From that point on, Cora and Crippen stayed under the same roof as man and wife in name only: Cora carried on with her dalliances, as Grippen did with Le Neve.
However, by 1910 life at Hilldrop Crescent had become unbearable. After Cora threatened to expose Crippen and Le Neve’s affair, Crippen decided to take matters into his own hands. He acquired five grains of the poison hyoscine hydrobromide, a sedative, and set his plan into action. No one saw Cora alive again. A few days later the Music Hall Ladies’ Guild received a letter allegedly from Cora, offering her resignation, as she was travelling back to America to tend to a sick relative. Meanwhile, Le Neve moved into Hilldrop Crescent and began behaving as Crippen’s wife.
It was the appearance of Le Neve in Cora’s jewellery and clothes that set off alarm bells at the Ladies’ Guild. Something seemed amiss, and they badgered Crippen relentlessly for news about Cora, who seemed to have dropped off the edge of the world. That is, until Crippen sent the Guild a telegram saying that Cora had died suddenly in the United States. The guild was astonished by this news, especially as it said Cora would be cremated, which did not tally with her Catholic background. Sensing something was afoot, the Guild called the police at London’s Scotland Yard.
When Scotland Yard Inspector Walter Dew visited Hilldrop Crescent, Crippen confessed he had told some lies. But these, he said, were to cover up the embarrassing fact that Cora had left him for a new life in America with one of her lovers.
Crippen seemed believable, and Dew was willing to accept his story. However, when he returned to Hilldrop Crescent with some routine follow-up questions he found Crippen and Le Neve had fled the country.
This was enough for Dew to order for Hilldrop Crescent to be thoroughly searched.

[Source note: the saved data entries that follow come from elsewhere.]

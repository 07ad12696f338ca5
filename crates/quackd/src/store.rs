//! Scenario persistence.
//!
//! The knowledge base loads and saves prompt/answer pairs through the
//! [`ScenarioStore`] trait. The daemon runs on the SQLite-backed store;
//! tests use the in-memory one, which can also inject failures.

use anyhow::{Context, Result};
use chrono::Utc;
use rusqlite::{params, Connection};
use std::path::Path;
use std::sync::atomic::{AtomicBool, Ordering};
use std::sync::Mutex;

/// A stored prompt/answer pair.
#[derive(Debug, Clone, PartialEq, Eq)]
pub struct ScenarioRecord {
    pub prompt: String,
    pub answer: String,
}

/// Storage backend for scenario pairs.
///
/// `list_all` must return records in a stable order across calls; the
/// matcher's tie-break relies on snapshot order being deterministic.
pub trait ScenarioStore: Send + Sync {
    /// All stored scenarios, oldest first.
    fn list_all(&self) -> Result<Vec<ScenarioRecord>>;

    /// Persist a new scenario. Returns whether a row was written.
    fn insert(&self, prompt: &str, answer: &str) -> Result<bool>;
}

/// SQLite-backed scenario store.
pub struct SqliteScenarioStore {
    conn: Mutex<Connection>,
}

impl SqliteScenarioStore {
    /// Open or create the store at `path`, creating parent directories
    /// and the schema as needed.
    pub fn open(path: &Path) -> Result<Self> {
        if let Some(parent) = path.parent() {
            std::fs::create_dir_all(parent)
                .with_context(|| format!("failed to create store directory {:?}", parent))?;
        }

        let conn = Connection::open(path)
            .with_context(|| format!("failed to open scenario database {:?}", path))?;

        let store = Self {
            conn: Mutex::new(conn),
        };
        store.init_schema()?;
        Ok(store)
    }

    /// In-memory SQLite database, for tests.
    pub fn open_in_memory() -> Result<Self> {
        let conn = Connection::open_in_memory()?;
        let store = Self {
            conn: Mutex::new(conn),
        };
        store.init_schema()?;
        Ok(store)
    }

    fn init_schema(&self) -> Result<()> {
        let conn = self.conn.lock().unwrap();
        conn.execute(
            "CREATE TABLE IF NOT EXISTS scenario (
                scenario_db_id INTEGER PRIMARY KEY AUTOINCREMENT,
                prompt TEXT NOT NULL,
                answer TEXT NOT NULL,
                created_at TEXT NOT NULL
            )",
            [],
        )?;
        Ok(())
    }

    /// Number of stored scenarios.
    pub fn count(&self) -> Result<usize> {
        let conn = self.conn.lock().unwrap();
        let count: i64 = conn.query_row("SELECT COUNT(*) FROM scenario", [], |row| row.get(0))?;
        Ok(count as usize)
    }

    /// Insert `defaults` only when the store is empty, so a fresh install
    /// has something to answer. Returns how many were added.
    pub fn seed_if_empty(&self, defaults: &[(&str, &str)]) -> Result<usize> {
        if self.count()? > 0 {
            return Ok(0);
        }
        for (prompt, answer) in defaults {
            self.insert(prompt, answer)?;
        }
        Ok(defaults.len())
    }
}

impl ScenarioStore for SqliteScenarioStore {
    fn list_all(&self) -> Result<Vec<ScenarioRecord>> {
        let conn = self.conn.lock().unwrap();
        let mut stmt =
            conn.prepare("SELECT prompt, answer FROM scenario ORDER BY scenario_db_id")?;
        let rows = stmt
            .query_map([], |row| {
                Ok(ScenarioRecord {
                    prompt: row.get(0)?,
                    answer: row.get(1)?,
                })
            })?
            .collect::<std::result::Result<Vec<_>, _>>()?;
        Ok(rows)
    }

    fn insert(&self, prompt: &str, answer: &str) -> Result<bool> {
        let conn = self.conn.lock().unwrap();
        let rows = conn.execute(
            "INSERT INTO scenario (prompt, answer, created_at) VALUES (?1, ?2, ?3)",
            params![prompt, answer, Utc::now().to_rfc3339()],
        )?;
        Ok(rows > 0)
    }
}

/// In-memory scenario store with failure injection, for tests.
#[derive(Default)]
pub struct MemoryScenarioStore {
    rows: Mutex<Vec<ScenarioRecord>>,
    fail_reads: AtomicBool,
    fail_writes: AtomicBool,
}

impl MemoryScenarioStore {
    pub fn new() -> Self {
        Self::default()
    }

    /// Store pre-populated with `pairs`.
    pub fn with_scenarios(pairs: &[(&str, &str)]) -> Self {
        let rows = pairs
            .iter()
            .map(|(prompt, answer)| ScenarioRecord {
                prompt: prompt.to_string(),
                answer: answer.to_string(),
            })
            .collect();
        Self {
            rows: Mutex::new(rows),
            ..Default::default()
        }
    }

    /// Make subsequent `list_all` calls fail.
    pub fn set_fail_reads(&self, fail: bool) {
        self.fail_reads.store(fail, Ordering::SeqCst);
    }

    /// Make subsequent `insert` calls fail.
    pub fn set_fail_writes(&self, fail: bool) {
        self.fail_writes.store(fail, Ordering::SeqCst);
    }

    pub fn count(&self) -> usize {
        self.rows.lock().unwrap().len()
    }
}

impl ScenarioStore for MemoryScenarioStore {
    fn list_all(&self) -> Result<Vec<ScenarioRecord>> {
        if self.fail_reads.load(Ordering::SeqCst) {
            anyhow::bail!("scenario store unavailable");
        }
        Ok(self.rows.lock().unwrap().clone())
    }

    fn insert(&self, prompt: &str, answer: &str) -> Result<bool> {
        if self.fail_writes.load(Ordering::SeqCst) {
            anyhow::bail!("scenario store unavailable");
        }
        self.rows.lock().unwrap().push(ScenarioRecord {
            prompt: prompt.to_string(),
            answer: answer.to_string(),
        });
        Ok(true)
    }
}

The results were grisly. All that remained of the body buried under the cellar floor was a torso, without a head, arms, legs or genitals, and with all of its bones removed. There was, however, an abdominal surgical scar that apparently matched a scar of Cora’s. There were also traces of hyoscine in the body; this was the smoking gun that led directly to Crippen. A warrant went out for the couple’s arrest.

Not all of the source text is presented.